I got out the storage scope and spent several pleasant hours examining the bits on the wire, microsecond by microsecond. I'd forgotten how much I like electronic debugging. It was true: I'd gotten so balled up in software concerns that I'd neglected other worthwhile pursuits. I won't bore you with exactly what I did (and I have another reason not to tell you). The punchline, anyway, was that I found a very general bug in the way our network handled packets. Under certain rare data-dependent circumstances, when packets collided the fragments would make their way to the ends of the cable, bounce back weakly from the terminators or from impedance mismatches along the cable, but then the two or more weak copies would constructively interfere and produce a new packet almost identical to the old one and just barely strong enough to be picked up by the receivers. Some differences would appear in certain fields - most notably, the low bits of the hop count. Certain packets with exactly the right bit patterns could persist indefinitely this way, never consuming enough resources to be noticed but also never quite dying; the continual random changes would give them some ability to evolve and "live" on other networks.

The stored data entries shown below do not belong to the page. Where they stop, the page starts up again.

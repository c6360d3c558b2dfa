// src/noyau/jetons.rs

use super::erreurs::ErreurExpr;

#[derive(Clone, Debug, PartialEq)]
pub enum Tok {
    Num(f64),

    // Variables : toute suite contiguë de lettres (pas de fonctions ici).
    Ident(String),

    Plus,
    Minus,
    Star,
    Slash,
    Caret, // ^

    LPar,
    RPar,
}

/// Tokenize une chaîne en jetons.
/// Supporte:
/// - littéraux flottants (ex: 12, 3.5) — le point exige un chiffre derrière
/// - opérateurs + - * / ^
/// - parenthèses ( )
/// - identifiants : suites de lettres ASCII (ex: x, rayon)
///
/// Tout autre caractère (hors blancs) est une erreur d'analyse.
pub fn tokenize(s: &str) -> Result<Vec<Tok>, ErreurExpr> {
    let mut out = Vec::new();
    let chars: Vec<char> = s.chars().collect();
    let mut i: usize = 0;

    while i < chars.len() {
        let c = chars[i];

        if c.is_whitespace() {
            i += 1;
            continue;
        }

        // Parenthèses
        if c == '(' {
            out.push(Tok::LPar);
            i += 1;
            continue;
        }
        if c == ')' {
            out.push(Tok::RPar);
            i += 1;
            continue;
        }

        // Opérateurs
        match c {
            '+' => {
                out.push(Tok::Plus);
                i += 1;
                continue;
            }
            '-' => {
                out.push(Tok::Minus);
                i += 1;
                continue;
            }
            '*' => {
                out.push(Tok::Star);
                i += 1;
                continue;
            }
            '/' => {
                out.push(Tok::Slash);
                i += 1;
                continue;
            }
            '^' => {
                out.push(Tok::Caret);
                i += 1;
                continue;
            }
            _ => {}
        }

        // Identifiants : suites de lettres ASCII
        if c.is_ascii_alphabetic() {
            let start = i;
            i += 1;
            while i < chars.len() && chars[i].is_ascii_alphabetic() {
                i += 1;
            }
            let nom: String = chars[start..i].iter().collect();
            out.push(Tok::Ident(nom));
            continue;
        }

        // Littéral flottant : chiffres, puis éventuellement '.' + chiffres.
        // Un '.' sans chiffre derrière est laissé en place (erreur au tour
        // suivant) : "4." n'est pas un nombre.
        if c.is_ascii_digit() {
            let start = i;
            while i < chars.len() && chars[i].is_ascii_digit() {
                i += 1;
            }

            if i + 1 < chars.len() && chars[i] == '.' && chars[i + 1].is_ascii_digit() {
                i += 1;
                while i < chars.len() && chars[i].is_ascii_digit() {
                    i += 1;
                }
            }

            let texte: String = chars[start..i].iter().collect();
            let valeur: f64 = texte
                .parse()
                .map_err(|_| ErreurExpr::Analyse(format!("nombre invalide : {texte}")))?;

            out.push(Tok::Num(valeur));
            continue;
        }

        return Err(ErreurExpr::Analyse(format!("caractère inattendu : '{c}'")));
    }

    Ok(out)
}
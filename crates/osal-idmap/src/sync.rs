//! Per-category lock
//!
//! A spin lock in normal builds; `loom::sync::Mutex` under the `loom`
//! feature so the create/delete protocol can be model-checked.

#[cfg(not(feature = "loom"))]
pub(crate) struct CategoryLock<T> {
    inner: spin::Mutex<T>,
}

#[cfg(not(feature = "loom"))]
impl<T> CategoryLock<T> {
    pub(crate) fn new(value: T) -> Self {
        Self {
            inner: spin::Mutex::new(value),
        }
    }

    /// Run `f` with the lock held
    pub(crate) fn with<R>(&self, f: impl FnOnce(&mut T) -> R) -> R {
        let mut guard = self.inner.lock();
        f(&mut guard)
    }
}

#[cfg(feature = "loom")]
pub(crate) struct CategoryLock<T> {
    inner: loom::sync::Mutex<T>,
}

#[cfg(feature = "loom")]
impl<T> CategoryLock<T> {
    pub(crate) fn new(value: T) -> Self {
        Self {
            inner: loom::sync::Mutex::new(value),
        }
    }

    /// Run `f` with the lock held
    pub(crate) fn with<R>(&self, f: impl FnOnce(&mut T) -> R) -> R {
        // A panic while holding the lock is fatal anyway; keep the data.
        let mut guard = match self.inner.lock() {
            Ok(guard) => guard,
            Err(poisoned) => poisoned.into_inner(),
        };
        f(&mut guard)
    }
}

After a little poking around on the Net, I found a DOS-based network analyzer from 1993, and an emulator to run it. The phantom packets began to scroll up my screen. Sure enough, they were all valid fragments of packets from obsolete protocols; bits snipped out of time and repeated for years by the oddities of network propagation. Display Support Protocol, NI MAIL, Micro Focus Cobol, EMFIS Control Service, HEMS. With a little concentration I could recognize each separate thread as it slid out of my LAN, circled the world, and returned. Sometimes the hop count come back higher, sometimes lower; sometimes I'd see dozens of copies and other times only one or two. Occasionally a protocol would disappear completely, but just when I'd be ready to give up hope, it'd be renewed in a flurry of packets from all over the Net. I opened up the collision tolerance on the lab system, and watched the traffic rate climb as the ghostly voices gained power. I left them telling their stories as I went home to write my thesis.

My grandson, you must consider the shark, and forget your ho`onalu technobabble.